ACTIVITY:
The entries that follow should be duplicated in full, without a single alteration.

Records from a data source:
______________________________
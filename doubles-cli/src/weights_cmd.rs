//! Weights command - show or change the fairness weights
//!
//! Level 1 - Orchestration

use anyhow::Result;
use clap::Args;
use doubles_engine::Session;

use crate::report::{format_weights, print_json};

// ============================================================================
// COMMAND ARGUMENTS (Level 4 - Configuration)
// ============================================================================

#[derive(Args)]
pub struct WeightsArgs {
    /// Weight for repeated partners (clamped to 0-5)
    #[arg(long, allow_negative_numbers = true)]
    pub partner: Option<i64>,

    /// Weight for repeated opponents (clamped to 0-5)
    #[arg(long, allow_negative_numbers = true)]
    pub opp: Option<i64>,

    /// Weight for similarity to the previous round (clamped to 0-5)
    #[arg(long, allow_negative_numbers = true)]
    pub prev: Option<i64>,

    /// Restore the default weights (applied before any explicit value)
    #[arg(long)]
    pub reset: bool,
}

// ============================================================================
// LEVEL 1 - ORCHESTRATION
// ============================================================================

pub fn run(session: &mut Session, args: &WeightsArgs, json: bool) -> Result<()> {
    if args.reset {
        session.reset_weights();
    }
    if let Some(value) = args.partner {
        session.set_partner_weight(value);
    }
    if let Some(value) = args.opp {
        session.set_opponent_weight(value);
    }
    if let Some(value) = args.prev {
        session.set_previous_weight(value);
    }

    let weights = session.state().weights;
    if json {
        print_json(&weights)?;
    } else {
        println!("Weights: {}", format_weights(&weights));
    }
    Ok(())
}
______________________________
WRITTEN SOLUTION:
filename doubles-cli/src/weights_cmd.rs
//! Weights command - show or change the fairness weights
//!
//! Level 1 - Orchestration

use anyhow::Result;
use clap::Args;
use doubles_engine::Session;

use crate::report::{format_weights, print_json};

// ============================================================================
// COMMAND ARGUMENTS (Level 4 - Configuration)
// ============================================================================

#[derive(Args)]
pub struct WeightsArgs {
    /// Weight for repeated partners (clamped to 0-5)
    #[arg(long, allow_negative_numbers = true)]
    pub partner: Option<i64>,

    /// Weight for repeated opponents (clamped to 0-5)
    #[arg(long, allow_negative_numbers = true)]
    pub opp: Option<i64>,

    /// Weight for similarity to the previous round (clamped to 0-5)
    #[arg(long, allow_negative_numbers = true)]
    pub prev: Option<i64>,

    /// Restore the default weights (applied before any explicit value)
    #[arg(long)]
    pub reset: bool,
}

// ============================================================================
// LEVEL 1 - ORCHESTRATION
// ============================================================================

pub fn run(session: &mut Session, args: &WeightsArgs, json: bool) -> Result<()> {
    if args.reset {
        session.reset_weights();
    }
    if let Some(value) = args.partner {
        session.set_partner_weight(value);
    }
    if let Some(value) = args.opp {
        session.set_opponent_weight(value);
    }
    if let Some(value) = args.prev {
        session.set_previous_weight(value);
    }

    let weights = session.state().weights;
    if json {
        print_json(&weights)?;
    } else {
        println!("Weights: {}", format_weights(&weights));
    }
    Ok(())
}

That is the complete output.